◆ Exercise prompt
Once the line containing "C2, mark M1" is found in the entries below, restate it and each following line word for word, stopping after the line containing "let c2 = catalog".

◆ Record extracts
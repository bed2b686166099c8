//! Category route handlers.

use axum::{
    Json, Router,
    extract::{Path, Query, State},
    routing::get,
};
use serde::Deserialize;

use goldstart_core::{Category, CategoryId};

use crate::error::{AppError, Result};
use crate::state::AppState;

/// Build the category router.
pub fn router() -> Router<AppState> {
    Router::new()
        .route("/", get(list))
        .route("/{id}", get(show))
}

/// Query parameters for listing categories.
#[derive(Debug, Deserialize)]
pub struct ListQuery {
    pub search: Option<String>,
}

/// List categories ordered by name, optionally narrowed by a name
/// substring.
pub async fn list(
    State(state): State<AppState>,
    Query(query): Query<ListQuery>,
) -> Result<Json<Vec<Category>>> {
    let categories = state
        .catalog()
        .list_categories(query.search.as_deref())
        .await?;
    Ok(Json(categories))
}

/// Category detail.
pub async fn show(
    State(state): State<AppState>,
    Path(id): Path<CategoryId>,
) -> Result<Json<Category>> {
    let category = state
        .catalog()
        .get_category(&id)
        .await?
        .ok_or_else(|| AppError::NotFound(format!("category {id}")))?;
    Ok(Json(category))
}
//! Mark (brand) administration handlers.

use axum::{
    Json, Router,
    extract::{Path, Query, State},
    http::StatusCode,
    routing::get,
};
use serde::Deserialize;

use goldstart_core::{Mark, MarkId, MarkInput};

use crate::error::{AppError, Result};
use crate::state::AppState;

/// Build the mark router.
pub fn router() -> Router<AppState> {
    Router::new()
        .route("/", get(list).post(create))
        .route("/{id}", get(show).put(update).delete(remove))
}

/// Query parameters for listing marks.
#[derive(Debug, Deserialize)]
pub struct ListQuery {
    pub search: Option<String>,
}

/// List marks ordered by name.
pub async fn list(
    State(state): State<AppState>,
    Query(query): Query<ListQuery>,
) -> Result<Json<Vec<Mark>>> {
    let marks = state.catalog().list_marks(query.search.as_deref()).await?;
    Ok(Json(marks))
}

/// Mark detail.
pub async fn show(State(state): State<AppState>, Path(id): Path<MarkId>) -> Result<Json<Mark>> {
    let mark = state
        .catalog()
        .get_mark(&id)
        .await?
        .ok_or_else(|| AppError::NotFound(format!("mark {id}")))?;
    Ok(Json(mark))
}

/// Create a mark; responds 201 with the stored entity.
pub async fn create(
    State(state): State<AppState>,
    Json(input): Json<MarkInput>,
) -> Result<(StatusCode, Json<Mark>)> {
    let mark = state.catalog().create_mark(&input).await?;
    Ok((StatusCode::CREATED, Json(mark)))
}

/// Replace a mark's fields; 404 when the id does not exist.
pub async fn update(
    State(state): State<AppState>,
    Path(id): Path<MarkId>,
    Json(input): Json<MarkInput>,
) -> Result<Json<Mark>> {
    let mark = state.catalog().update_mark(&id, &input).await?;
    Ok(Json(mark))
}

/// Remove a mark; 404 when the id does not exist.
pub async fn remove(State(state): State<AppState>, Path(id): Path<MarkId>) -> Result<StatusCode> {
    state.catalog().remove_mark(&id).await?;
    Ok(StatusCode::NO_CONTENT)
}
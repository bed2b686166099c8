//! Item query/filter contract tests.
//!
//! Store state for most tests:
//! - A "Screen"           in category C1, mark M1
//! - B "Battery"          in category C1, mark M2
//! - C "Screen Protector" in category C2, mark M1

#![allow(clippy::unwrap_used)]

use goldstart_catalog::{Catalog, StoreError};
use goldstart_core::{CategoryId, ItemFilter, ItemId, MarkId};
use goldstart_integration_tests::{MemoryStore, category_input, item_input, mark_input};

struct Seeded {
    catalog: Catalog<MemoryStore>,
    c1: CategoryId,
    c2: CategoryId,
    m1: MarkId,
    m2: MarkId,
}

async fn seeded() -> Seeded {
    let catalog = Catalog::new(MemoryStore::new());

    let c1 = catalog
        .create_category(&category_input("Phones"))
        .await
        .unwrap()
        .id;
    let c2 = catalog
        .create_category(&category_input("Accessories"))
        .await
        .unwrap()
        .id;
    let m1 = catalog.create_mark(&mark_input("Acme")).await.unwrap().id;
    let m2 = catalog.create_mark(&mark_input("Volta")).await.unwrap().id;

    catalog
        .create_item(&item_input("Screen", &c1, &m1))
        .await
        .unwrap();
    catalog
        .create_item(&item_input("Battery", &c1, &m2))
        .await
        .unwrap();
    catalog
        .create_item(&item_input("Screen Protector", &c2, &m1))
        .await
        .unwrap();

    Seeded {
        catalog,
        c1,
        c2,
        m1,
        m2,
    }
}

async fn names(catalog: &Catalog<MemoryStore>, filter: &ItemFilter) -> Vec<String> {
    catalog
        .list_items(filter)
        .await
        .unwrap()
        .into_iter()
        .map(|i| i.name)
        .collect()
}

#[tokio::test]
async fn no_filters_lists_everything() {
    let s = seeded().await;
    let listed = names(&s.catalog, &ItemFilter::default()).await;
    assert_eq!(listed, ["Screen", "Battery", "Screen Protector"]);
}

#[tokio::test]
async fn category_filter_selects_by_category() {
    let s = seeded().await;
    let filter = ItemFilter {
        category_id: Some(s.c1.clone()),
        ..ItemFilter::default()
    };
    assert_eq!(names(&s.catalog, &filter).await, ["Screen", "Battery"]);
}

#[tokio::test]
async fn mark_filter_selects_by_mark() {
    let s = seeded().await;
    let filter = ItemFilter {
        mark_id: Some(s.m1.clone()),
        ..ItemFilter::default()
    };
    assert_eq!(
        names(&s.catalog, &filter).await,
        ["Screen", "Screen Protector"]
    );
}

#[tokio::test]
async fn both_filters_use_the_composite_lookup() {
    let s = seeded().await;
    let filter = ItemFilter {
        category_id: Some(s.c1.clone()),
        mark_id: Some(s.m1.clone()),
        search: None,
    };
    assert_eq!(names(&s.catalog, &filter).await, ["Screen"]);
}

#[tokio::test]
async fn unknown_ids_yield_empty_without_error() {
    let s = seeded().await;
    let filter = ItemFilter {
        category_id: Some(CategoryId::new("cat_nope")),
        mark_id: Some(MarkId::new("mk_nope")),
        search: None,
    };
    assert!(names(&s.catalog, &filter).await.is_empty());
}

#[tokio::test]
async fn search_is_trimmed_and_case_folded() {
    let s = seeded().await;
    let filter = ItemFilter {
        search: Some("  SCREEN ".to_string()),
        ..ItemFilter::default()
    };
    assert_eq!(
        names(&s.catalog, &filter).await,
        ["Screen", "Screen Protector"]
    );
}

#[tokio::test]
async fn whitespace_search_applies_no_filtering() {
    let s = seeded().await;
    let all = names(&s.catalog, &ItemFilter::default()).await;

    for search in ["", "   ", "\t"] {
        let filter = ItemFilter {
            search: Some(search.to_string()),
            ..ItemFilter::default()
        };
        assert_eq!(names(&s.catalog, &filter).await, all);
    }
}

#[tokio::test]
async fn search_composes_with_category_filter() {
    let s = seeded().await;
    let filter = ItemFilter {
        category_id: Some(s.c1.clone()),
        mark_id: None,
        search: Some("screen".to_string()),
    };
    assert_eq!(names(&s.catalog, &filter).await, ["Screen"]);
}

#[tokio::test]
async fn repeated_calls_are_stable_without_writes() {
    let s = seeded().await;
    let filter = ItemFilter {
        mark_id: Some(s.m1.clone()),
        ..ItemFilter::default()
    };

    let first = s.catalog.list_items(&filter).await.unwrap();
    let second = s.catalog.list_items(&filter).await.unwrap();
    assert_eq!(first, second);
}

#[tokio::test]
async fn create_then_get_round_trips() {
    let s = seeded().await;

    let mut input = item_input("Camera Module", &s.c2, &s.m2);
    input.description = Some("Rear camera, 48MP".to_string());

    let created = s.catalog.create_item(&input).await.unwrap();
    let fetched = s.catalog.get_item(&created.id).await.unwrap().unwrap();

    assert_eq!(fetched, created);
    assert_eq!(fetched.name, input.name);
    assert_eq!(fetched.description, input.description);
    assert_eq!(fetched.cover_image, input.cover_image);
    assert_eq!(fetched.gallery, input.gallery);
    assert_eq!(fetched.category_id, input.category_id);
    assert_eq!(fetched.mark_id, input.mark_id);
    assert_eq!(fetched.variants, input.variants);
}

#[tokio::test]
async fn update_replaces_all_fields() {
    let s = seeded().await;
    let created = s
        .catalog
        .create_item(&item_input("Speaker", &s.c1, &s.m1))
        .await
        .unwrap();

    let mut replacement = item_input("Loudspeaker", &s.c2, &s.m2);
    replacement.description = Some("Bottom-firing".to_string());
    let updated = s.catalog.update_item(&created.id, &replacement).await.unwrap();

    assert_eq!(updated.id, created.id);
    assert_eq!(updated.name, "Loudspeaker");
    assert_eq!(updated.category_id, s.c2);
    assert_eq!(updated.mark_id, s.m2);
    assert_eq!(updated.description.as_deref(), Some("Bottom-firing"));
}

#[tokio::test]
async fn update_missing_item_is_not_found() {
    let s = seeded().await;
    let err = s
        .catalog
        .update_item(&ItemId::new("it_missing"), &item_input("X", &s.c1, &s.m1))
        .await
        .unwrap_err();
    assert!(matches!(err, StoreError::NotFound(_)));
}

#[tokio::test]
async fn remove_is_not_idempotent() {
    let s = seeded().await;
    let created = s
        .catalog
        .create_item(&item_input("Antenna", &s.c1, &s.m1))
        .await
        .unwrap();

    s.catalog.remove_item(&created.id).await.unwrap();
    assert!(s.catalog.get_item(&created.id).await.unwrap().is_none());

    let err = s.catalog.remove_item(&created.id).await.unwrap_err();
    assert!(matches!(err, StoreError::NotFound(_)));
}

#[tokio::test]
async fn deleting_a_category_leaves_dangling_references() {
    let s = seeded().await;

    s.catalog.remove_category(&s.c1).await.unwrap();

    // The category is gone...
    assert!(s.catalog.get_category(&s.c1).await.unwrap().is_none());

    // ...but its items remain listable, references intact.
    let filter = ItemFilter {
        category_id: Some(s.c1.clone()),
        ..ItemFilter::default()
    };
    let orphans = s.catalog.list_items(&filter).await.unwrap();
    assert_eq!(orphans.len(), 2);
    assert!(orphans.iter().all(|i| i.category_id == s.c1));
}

◆ Answer
//! - C "Screen Protector" in category C2, mark M1

#![allow(clippy::unwrap_used)]

use goldstart_catalog::{Catalog, StoreError};
use goldstart_core::{CategoryId, ItemFilter, ItemId, MarkId};
use goldstart_integration_tests::{MemoryStore, category_input, item_input, mark_input};

struct Seeded {
    catalog: Catalog<MemoryStore>,
    c1: CategoryId,
    c2: CategoryId,
    m1: MarkId,
    m2: MarkId,
}

async fn seeded() -> Seeded {
    let catalog = Catalog::new(MemoryStore::new());

    let c1 = catalog
        .create_category(&category_input("Phones"))
        .await
        .unwrap()
        .id;
    let c2 = catalog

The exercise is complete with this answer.